Stored data
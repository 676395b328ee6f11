// slipclean/src/commands/mod.rs
pub mod slipclean;
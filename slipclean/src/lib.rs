// slipclean/src/lib.rs
//! # slipclean CLI Application
//!
//! This crate provides the command-line filter for the slipclean sanitizer.
//! It reads untrusted rich text from stdin or a file, runs it through
//! `slipclean-core`, and writes the sanitized form to stdout or a file.

pub mod cli;
pub mod commands;
pub mod logger;
pub mod ui;

pub use commands::slipclean::{run_slipclean_opts, RunSummary, SlipcleanOptions};
//! Ember CLI - serve a model file from the command line

mod cli;

use std::io;
use std::path::Path;
use std::sync::Arc;
use std::time::Duration;
use anyhow::{bail, Context};
use clap::Parser;
use futures::{stream, StreamExt};
use tokio::io::BufReader;
use tracing::{error, info, warn};
use tracing_subscriber::EnvFilter;
use ember::config::resolve_relative;
use ember::engine::{ReloadCoordinator, ReloadScheduler};
use ember::serve::{lines, Presenter, RequestLoop, SessionReport};
use ember::{Evaluator, JsonModelLoader, ModelWatcher, ServeConfig};
use cli::Cli;

type Session = RequestLoop<JsonModelLoader, Box<dyn Presenter>>;

fn main() -> anyhow::Result<()> {
    let cli = Cli::parse();
    init_logging(cli.verbose);

    let runtime = tokio::runtime::Runtime::new()?;
    let result = runtime.block_on(run(cli));
    // A pending stdin read must not hold the process open
    runtime.shutdown_background();
    result
}

/// Logs go to stderr so stdout only carries results.
fn init_logging(verbose: bool) {
    let filter = EnvFilter::try_from_default_env()
        .unwrap_or_else(|_| EnvFilter::new(if verbose { "debug" } else { "info" }));
    tracing_subscriber::fmt()
        .with_env_filter(filter)
        .with_writer(io::stderr)
        .init();
}

async fn run(cli: Cli) -> anyhow::Result<()> {
    let mut config = ServeConfig::load(cli.config.as_deref()).context("failed to load configuration")?;
    cli.apply(&mut config);
    config.validate().context("invalid configuration")?;

    let batch = match &cli.batch {
        Some(path) => {
            let resolved = resolve_relative(path);
            if !resolved.is_file() {
                bail!("batch file {} does not exist", path.display());
            }
            Some(resolved)
        }
        None => None,
    };

    let model_path = config.resolved_model_path();
    let coordinator = ReloadCoordinator::load(JsonModelLoader, model_path.clone())
        .await
        .with_context(|| format!("failed to load model {}", model_path.display()))?;
    let coordinator = Arc::new(coordinator);

    let mut session: Session = RequestLoop::new(coordinator.clone(), config.output.presenter(io::stdout()))
        .with_exit_sentinel(&config.exit_sentinel);
    session
        .presenter_mut()
        .notice(&format!("Model loaded from: {}", coordinator.current().describe()))?;

    let mut report = SessionReport::default();
    if let Some(line) = cli.sample_line() {
        report.merge(session.run_batch(stream::iter([Ok(line)])).await?);
    }
    match &batch {
        Some(path) => report.merge(run_batch_file(&mut session, path).await?),
        None if cli.features.is_empty() => {
            let line = config.default_sample.clone();
            report.merge(session.run_batch(stream::iter([Ok(line)])).await?);
        }
        None => {}
    }

    if config.watch {
        report.merge(serve_interactive(&mut session, coordinator, config.debounce(), &config.exit_sentinel).await?);
    } else {
        session.close()?;
    }

    info!(
        predictions = report.predictions,
        input_errors = report.input_errors,
        evaluation_failures = report.evaluation_failures,
        "session finished"
    );
    Ok(())
}

async fn run_batch_file(session: &mut Session, path: &Path) -> anyhow::Result<SessionReport> {
    let file = tokio::fs::File::open(path)
        .await
        .with_context(|| format!("failed to open batch file {}", path.display()))?;
    let report = session
        .run_batch(lines(BufReader::new(file)))
        .await
        .with_context(|| format!("failed to process batch file {}", path.display()))?;
    Ok(report)
}

/// Reads samples from stdin until the sentinel, end of input or Ctrl-C,
/// reloading the model whenever its file changes.
async fn serve_interactive(
    session: &mut Session,
    coordinator: Arc<ReloadCoordinator<JsonModelLoader>>,
    debounce: Duration,
    exit_sentinel: &str,
) -> anyhow::Result<SessionReport> {
    let scheduler = ReloadScheduler::spawn(coordinator.clone(), debounce);
    let watcher = match ModelWatcher::spawn(coordinator.path(), scheduler.signal()) {
        Ok(watcher) => Some(watcher),
        Err(err) => {
            error!(error = %err, "could not watch model file, hot reload disabled");
            None
        }
    };

    session.presenter_mut().notice(&format!(
        "Watching {} for changes. Enter samples one per line, '{}' to quit.",
        coordinator.path().display(),
        exit_sentinel
    ))?;

    let stdin = lines(BufReader::new(tokio::io::stdin())).take_until(interrupted());
    let result = session.run_interactive(stdin).await;

    if let Some(watcher) = watcher {
        watcher.stop().await;
    }
    scheduler.stop().await;

    Ok(result?)
}

/// Completes on Ctrl-C. Never completes if the handler cannot be installed.
async fn interrupted() {
    match tokio::signal::ctrl_c().await {
        Ok(()) => info!("interrupt received, closing session"),
        Err(err) => {
            warn!(error = %err, "failed to listen for Ctrl-C");
            std::future::pending::<()>().await;
        }
    }
}
use std::sync::Arc;
use std::sync::atomic::{AtomicBool, Ordering};
use std::time::Duration;
use tokio::sync::Notify;
use tokio::time::error::Elapsed;
use tracing::debug;
use crate::model::ModelLoader;
use super::coordinator::ReloadCoordinator;
use super::worker::WorkerHandle;

/// Default quiet period a burst of triggers must settle for before reloading.
pub const DEFAULT_DEBOUNCE: Duration = Duration::from_millis(200);

/// A cloneable way to ask for a reload.
///
/// Triggering never blocks and never runs a load on the caller's task.
#[derive(Clone)]
pub struct ReloadSignal {
    notifier: Arc<Notify>,
}

impl ReloadSignal {
    pub fn trigger(&self) {
        self.notifier.notify_one();
    }

    /// A signal with no worker behind it, for observing triggers in tests.
    #[cfg(test)]
    pub(crate) fn detached() -> Self {
        Self {
            notifier: Arc::new(Notify::new()),
        }
    }

    #[cfg(test)]
    pub(crate) async fn triggered(&self) {
        self.notifier.notified().await;
    }
}

/// # ReloadScheduler
///
/// Funnels reload triggers into a single background worker.
///
/// Only one reload runs at a time. Triggers are debounced on the trailing
/// edge: after the first trigger the worker waits until `debounce` passes
/// with no further trigger, then reloads once. Triggers arriving while a
/// reload is running collapse into exactly one follow-up reload.
pub struct ReloadScheduler {
    worker: WorkerHandle,
}

impl ReloadScheduler {
    /// Spawns the reload worker for `coordinator`.
    ///
    /// Must be called from within a tokio runtime.
    pub fn spawn<L: ModelLoader>(coordinator: Arc<ReloadCoordinator<L>>, debounce: Duration) -> Self {
        let worker = WorkerHandle::new(move |running, notifier| {
            tokio::spawn(async move {
                reload_loop(&coordinator, running, notifier, debounce).await;
            })
        });

        Self { worker }
    }

    /// Requests a reload.
    pub fn trigger(&self) {
        self.worker.notify();
    }

    /// Returns a trigger that other tasks can hold on to.
    pub fn signal(&self) -> ReloadSignal {
        ReloadSignal {
            notifier: self.worker.notifier(),
        }
    }

    pub fn is_running(&self) -> bool {
        self.worker.is_running() && !self.worker.is_finished()
    }

    /// Stops the worker without waiting. A reload in progress finishes first.
    pub fn shutdown(&mut self) {
        self.worker.shutdown();
    }

    /// Stops the worker and waits for it to return.
    pub async fn stop(self) {
        self.worker.stop().await;
    }
}

async fn reload_loop<L: ModelLoader>(
    coordinator: &ReloadCoordinator<L>,
    running: Arc<AtomicBool>,
    notifier: Arc<Notify>,
    debounce: Duration,
) {
    loop {
        if !running.load(Ordering::SeqCst) {
            break;
        }
        if timeout_await_notifier(&notifier).await.is_err() {
            // Timeout occurred, loop back and check the running flag
            continue;
        }
        if !running.load(Ordering::SeqCst) {
            break;
        }

        let coalesced = settle(&notifier, debounce).await;
        if !running.load(Ordering::SeqCst) {
            break;
        }
        debug!(coalesced, "reload triggered");
        coordinator.reload().await;
    }
    debug!("reload worker stopped");
}

/// Waits for a wake-up, timing out so the running flag is re-checked periodically.
#[inline]
async fn timeout_await_notifier(notifier: &Notify) -> Result<(), Elapsed> {
    tokio::time::timeout(
        Duration::from_millis(100),
        notifier.notified(),
    ).await
}

/// Waits until no trigger arrived for `debounce`. Returns how many extra
/// triggers were absorbed.
async fn settle(notifier: &Notify, debounce: Duration) -> usize {
    let mut absorbed = 0;
    if debounce.is_zero() {
        return absorbed;
    }
    while tokio::time::timeout(debounce, notifier.notified()).await.is_ok() {
        absorbed += 1;
    }
    absorbed
}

• [TASK REQUIREMENTS]
Copy out each line of the data in which the word "crate" appears.

• [EXERCISE SOLUTION]
//! This crate provides the command-line filter for the slipclean sanitizer.
use crate::model::ModelLoader;
    pub(crate) fn detached() -> Self {
    pub(crate) async fn triggered(&self) {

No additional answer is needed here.